Secondly, it seems to put all the onus on the individual who is suffering. It ignores the fact that we exist in relation to each other and to the worlds around us. And sometimes other people and the way that world works can cause huge distress. It’s like the recent emphasis in schools on trying to increase kids’ resilience; learning how to be resilient in the face of adversity is a good thing, but it can also ignore things happening in education and in what the future holds for kids in our society that are at least partly driving the rise in mental health problems among young people.
An existential approach to therapy might look at these conflicting aspects of being human, inviting in the messiness of life in which there are no easy answers.
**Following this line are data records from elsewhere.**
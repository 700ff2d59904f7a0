pub mod error;
pub mod http;
pub mod logger;
pub mod parser;
pub mod runner;
pub mod utils;
pub mod variable;

// Re-export commonly used types
pub use error::{JhttpError, Result};
pub use parser::{ParsedFile, ParsedRequest, parse_content, parse_file};
pub use variable::{RequestMaterializer, ResolvedRequest, VariableResolver};
use std::fs;
use std::path::{Path, PathBuf};

use tracing::{debug, info};

use crate::variable::types::{VariableConfig, VariableContext};

/// 环境文件加载错误
#[derive(Debug, thiserror::Error)]
pub enum EnvError {
    #[error("无法读取环境文件 '{path}': {source}")]
    Read {
        path: PathBuf,
        #[source]
        source: std::io::Error,
    },

    #[error("无法解析环境文件 '{path}': {source}")]
    Parse {
        path: PathBuf,
        #[source]
        source: serde_json::Error,
    },

    #[error("环境 '{0}' 不存在")]
    NotFound(String),
}

/// 找到的环境文件
#[derive(Debug, Clone, PartialEq, Eq)]
pub struct EnvFileLocation {
    pub path: PathBuf,
    /// 是否在 .http 文件所在目录的上级目录中找到
    pub from_parent_dir: bool,
}

/// 环境文件加载器
pub struct ConfigLoader;

impl ConfigLoader {
    /// 环境文件名，按优先级排列
    pub const ENV_FILE_NAMES: [&'static str; 2] =
        ["http-client.private.env.json", "http-client.env.json"];

    /// 从指定路径加载环境文件
    pub fn load_from_path<P: AsRef<Path>>(path: P) -> Result<VariableConfig, EnvError> {
        let path = path.as_ref();
        let content = fs::read_to_string(path).map_err(|source| EnvError::Read {
            path: path.to_path_buf(),
            source,
        })?;

        serde_json::from_str(&content).map_err(|source| EnvError::Parse {
            path: path.to_path_buf(),
            source,
        })
    }

    /// 加载环境文件中的一个环境
    pub fn load_environment<P: AsRef<Path>>(
        path: P,
        env_name: &str,
    ) -> Result<VariableContext, EnvError> {
        let mut config = Self::load_from_path(path.as_ref())?;
        let vars = config
            .environments
            .remove(env_name)
            .ok_or_else(|| EnvError::NotFound(env_name.to_string()))?;

        info!(
            path = %path.as_ref().display(),
            env = env_name,
            count = vars.len(),
            "environment loaded"
        );
        Ok(vars)
    }

    /// 列出环境文件中的所有环境名（已排序）
    pub fn list_environments<P: AsRef<Path>>(path: P) -> Result<Vec<String>, EnvError> {
        Ok(Self::load_from_path(path)?.environment_names())
    }

    /// 查找 .http 文件对应的环境文件
    /// 查找顺序：
    /// 1. .http 文件所在目录
    /// 2. 父目录递归查找，直到根目录
    pub fn find_env_file<P: AsRef<Path>>(http_file: P) -> Option<EnvFileLocation> {
        let start = http_file
            .as_ref()
            .parent()
            .filter(|dir| !dir.as_os_str().is_empty())
            .unwrap_or_else(|| Path::new("."));
        // 相对路径需要先转成绝对路径才能向上查找
        let start = if start.is_relative() {
            fs::canonicalize(start).unwrap_or_else(|_| start.to_path_buf())
        } else {
            start.to_path_buf()
        };

        for (depth, dir) in start.ancestors().enumerate() {
            if let Some(path) = Self::env_file_in(dir) {
                debug!(path = %path.display(), depth = depth, "environment file found");
                return Some(EnvFileLocation {
                    path,
                    from_parent_dir: depth > 0,
                });
            }
        }

        None
    }

    fn env_file_in(dir: &Path) -> Option<PathBuf> {
        Self::ENV_FILE_NAMES
            .iter()
            .map(|name| dir.join(name))
            .find(|path| path.is_file())
    }
}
Acknowledging and exploring the fact that bad things can happen to us that are beyond our control and that there is not necessarily any ‘meaning’ to be found in them - while also acknowledging and exploring the fact that as humans we constantly seek meaning and we crave simple answers. And recognising that ultimately it is only in our own minds and our own perspectives on things that we can really change anything. Every one of our actions in the world and interactions with others begins with an idea in the mind.
What does all this mean for my counselling practice? It means that I absolutely honour and acknowledge clients’ yearning for answers, for reasons why they are suffering, for straightforward solutions to their problems. I’ve been there myself; for me it has meant a voracious appetite for one self-help book after another in the hope that the next one will get it right. On the other hand, it also means that I can’t give simple answers or straightforward solutions, and that can be frustrating.
Instead, I offer a space in which, together, we can explore your perspectives, what you’re thinking and feeling in response to that meeting point between your unique self and your experiences of the people and world around you. We can make sense of things where there is sense to be made – in a way that is completely individual to you. And we can acknowledge and find greater acceptance of the fact that not everything does make sense, but can still hurt us. The easiest answer I have found so far is that answers lie in the grey areas, in accepting contradictions – in ourselves, in other people, in the wider world. And an answer we find today might make no sense to us next week or next year.
When I first speak to prospective clients I tell them about how I work and I often say: “It’s easier to experience it than it is to explain it.” It all sounds rather philosophical and complicated. But at its heart is the fact that although I can give a general idea of what being a person-centred counsellor means, I can’t really tell you how it works until I meet and get to know you. Because every session we have together will be different and it will be different from any session I will have with any other client. I don’t apply a theory to you; I want to know what life looks and feels like from your perspective.